Project

Posted on:

Kelly Cullen Community

Shared By

Lisa Gelfand

Location

220 Golden Gate Avenue


San Francisco,

CA


94102

Client/Owner

Tenderloin Neighborhood Development Corporation

Consultants

  • Knapp Architects
  • Interior Designer: Multiplicity Design
  • Structural Engineer: Tennebaum-Manheim Engineers
  • Mechanical Engineer: Salas O'Brien Engineers
  • Electrical Engineer: Salas O'Brien Engineers
  • Plumbing Engineer: Tommy Siu & Associates
  • Arsenio Ortega
  • Civil Engineer: BKF Engineers

Project Status

Built

Year Completed

2013

Size

139,320 sq. feet

Construction Cost

$54,311,127

Certifications and Designations

View all (13) images

Project Description

The former Central YMCA building (San Francisco landmark), constructed in 1909-1910 following the 1906 earthquake, has been converted to 172 units of permanent housing and supportive service space. The new housing units, while larger than the original YMCA hotel rooms, average 230 square feet and include private baths and compact kitchenettes. The ground floor is largely occupied by a Department of Public Health clinic for residents of Tenderloin supportive housing, with an emphasis on holistic services, wellness, and permanence.

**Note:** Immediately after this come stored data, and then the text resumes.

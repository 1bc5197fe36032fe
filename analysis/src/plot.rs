pub mod style;

#[cfg(test)]
mod plot_test;

use crate::{
    config::{ConstraintNames, PlotConfig},
    dataset::pairing::{Pairing, PairingError, ResolvedConstraint, Samples, SolverFilter},
};
use itertools::Itertools;
use plotters::{
    coord::Shift, drawing::DrawingAreaErrorKind, prelude::*, series::DashedLineSeries,
};
use std::path::Path;
use style::{LineStyle, StyleError};
use thiserror::Error;
use tracing::{debug, info, warn};

#[derive(Error, Debug)]
pub enum PlotError {
    #[error("Failed to draw chart: {0}")]
    Drawing(String),
    #[error("Invalid plot style: {0}")]
    Style(#[from] StyleError),
    #[error("Nothing to plot: {0}")]
    Pairing(#[from] PairingError),
}

impl<E: std::error::Error + Send + Sync> From<DrawingAreaErrorKind<E>> for PlotError {
    fn from(error: DrawingAreaErrorKind<E>) -> Self {
        PlotError::Drawing(error.to_string())
    }
}

// matplotlib's first cycle color
const SCATTER_COLOR: RGBColor = RGBColor(31, 119, 180);
const COMBINED_COLOR: RGBColor = GREEN;

/// One scatter plot of a figure
#[derive(Debug, Clone)]
pub struct Panel {
    pub title: String,
    pub x_label: String,
    pub y_label: String,
    pub samples: Samples,
    pub color: RGBColor,
}

/// Vertically stacked panels rendered into one file
#[derive(Debug, Clone, Default)]
pub struct Figure {
    pub panels: Vec<Panel>,
}

fn axis_labels(constraint: usize, names: &[ConstraintNames], suffix: &str) -> (String, String) {
    match names.get(constraint) {
        Some(names) => (
            format!("Time when {}{suffix}", names.when_set()),
            format!("Time when {}{suffix}", names.when_unset()),
        ),
        None => (
            format!("Time when constraint {constraint} is True{suffix}"),
            format!("Time when constraint {constraint} is False{suffix}"),
        ),
    }
}

impl Figure {
    /// One panel per solver and optionally one over all solvers combined
    pub fn compare_all(
        pairing: &Pairing,
        solvers: &SolverFilter,
        names: &[ConstraintNames],
        combined: bool,
    ) -> Self {
        let order: Vec<String> = match solvers {
            SolverFilter::All => pairing.per_solver.keys().cloned().collect(),
            SolverFilter::Only(names) => names.iter().unique().cloned().collect(),
        };
        let (x_label, y_label) = axis_labels(pairing.constraint, names, "");

        let mut panels: Vec<Panel> = order
            .into_iter()
            .map(|solver| {
                let samples = pairing.solver(&solver).cloned().unwrap_or_else(|| {
                    warn!(solver = %solver, "No matched pairs for solver, its panel stays empty");
                    Samples::default()
                });

                Panel {
                    title: format!("Time comparison for {solver}"),
                    x_label: x_label.clone(),
                    y_label: y_label.clone(),
                    samples,
                    color: SCATTER_COLOR,
                }
            })
            .collect();

        if combined {
            let (x_label, y_label) = axis_labels(pairing.constraint, names, " (All Solvers)");

            panels.push(Panel {
                title: "Combined Time Comparison for All Solvers".to_owned(),
                x_label,
                y_label,
                samples: pairing.combined.clone(),
                color: COMBINED_COLOR,
            });
        }

        Self { panels }
    }

    /// Single panel for a constraint selected by name. `pairing` must already be
    /// oriented so the selected side is `truthy`.
    pub fn compare_named(
        pairing: &Pairing,
        resolved: ResolvedConstraint,
        names: &[ConstraintNames],
        solver: &str,
    ) -> Result<Self, PlotError> {
        let pair = names
            .get(resolved.index)
            .ok_or(PairingError::ConstraintOutOfRange {
                index: resolved.index as i64,
                count: names.len(),
            })?;
        let (selected, opposite) = if resolved.negated {
            (pair.when_unset(), pair.when_set())
        } else {
            (pair.when_set(), pair.when_unset())
        };

        Ok(Self {
            panels: vec![Panel {
                title: format!("Time Comparison: Constraint {selected} vs {opposite} ({solver})"),
                x_label: format!("Time when {selected}"),
                y_label: format!("Time when {opposite}"),
                samples: solver_samples(pairing, solver)?,
                color: SCATTER_COLOR,
            }],
        })
    }

    /// Single panel for a constraint selected by position, labelled with its column name
    pub fn compare_index(pairing: &Pairing, column: &str, solver: &str) -> Result<Self, PlotError> {
        Ok(Self {
            panels: vec![Panel {
                title: format!("Time Comparison: Constraint {column} - {solver}"),
                x_label: format!("Time when constraint {column} is True"),
                y_label: format!("Time when constraint {column} is False"),
                samples: solver_samples(pairing, solver)?,
                color: SCATTER_COLOR,
            }],
        })
    }

    /// render all panels into an SVG file at `path`
    pub fn render(&self, path: &Path, config: &PlotConfig) -> Result<(), PlotError> {
        let line_style: LineStyle = config.line_style.parse()?;
        let panels = self.panels.len().max(1);

        let root = SVGBackend::new(path, config.pixel_size(panels)).into_drawing_area();
        root.fill(&WHITE)?;

        for (panel, area) in self.panels.iter().zip(root.split_evenly((panels, 1)).iter()) {
            draw_panel(area, panel, config, &line_style)?;
        }

        root.present()?;
        info!(path = ?path, panels = self.panels.len(), "Rendered figure");

        Ok(())
    }
}

fn solver_samples(pairing: &Pairing, solver: &str) -> Result<Samples, PairingError> {
    pairing
        .solver(solver)
        .filter(|samples| !samples.is_empty())
        .cloned()
        .ok_or_else(|| PairingError::NoMatchedPairs {
            constraint: pairing.constraint,
            solvers: solver.to_owned(),
        })
}

fn draw_panel(
    area: &DrawingArea<SVGBackend<'_>, Shift>,
    panel: &Panel,
    config: &PlotConfig,
    line_style: &LineStyle,
) -> Result<(), PlotError> {
    let mut chart = ChartBuilder::on(area)
        .caption(&panel.title, ("sans-serif", 20))
        .margin(15)
        .x_label_area_size(40)
        .y_label_area_size(50)
        .build_cartesian_2d(0f64..config.x_max, 0f64..config.y_max)?;

    let mut mesh = chart.configure_mesh();
    mesh.x_desc(&panel.x_label).y_desc(&panel.y_label);
    if !config.grid {
        mesh.disable_mesh();
    }
    mesh.draw()?;

    // out of range values are clamped onto the border, never dropped
    let radius = config.marker_radius();
    let marker = panel.color.mix(config.opacity).filled();
    chart.draw_series(
        panel
            .samples
            .clamped(config.x_max, config.y_max)
            .into_iter()
            .map(|point| Circle::new(point, radius, marker)),
    )?;

    let diagonal = [(0.0, 0.0), (config.x_max, config.y_max)];
    let stroke = line_style.rgb().stroke_width(2);
    match line_style.dash_pattern() {
        Some((size, spacing)) => {
            chart.draw_series(DashedLineSeries::new(diagonal, size, spacing, stroke))?;
        }
        None => {
            chart.draw_series(LineSeries::new(diagonal, stroke))?;
        }
    }

    debug!(title = %panel.title, points = panel.samples.len(), "Drew panel");

    Ok(())
}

As a landmark building, the street facades and several of the original common spaces have been restored to their original grandeur. The monumental entry stair, which had been removed at some point, has been reconstructed similar to the original, recalling the building’s original sunlit grand entry sequence. The renovated 2nd floor main lobby and auditorium will be used primarily by the residential tenants for community functions, and the gymnasium on the 5th floor will be available to the residents and to clinic visitors for health and fitness classes. On the 8th and 9th floors, existing squash courts have been demolished and replaced with new construction for housing units. On the roof, a deck for residents adjoins a staff lounge and tenant lounge/laundry room. Ninety-two percent (92%) of the housing units are accessible according to either state or federal standards.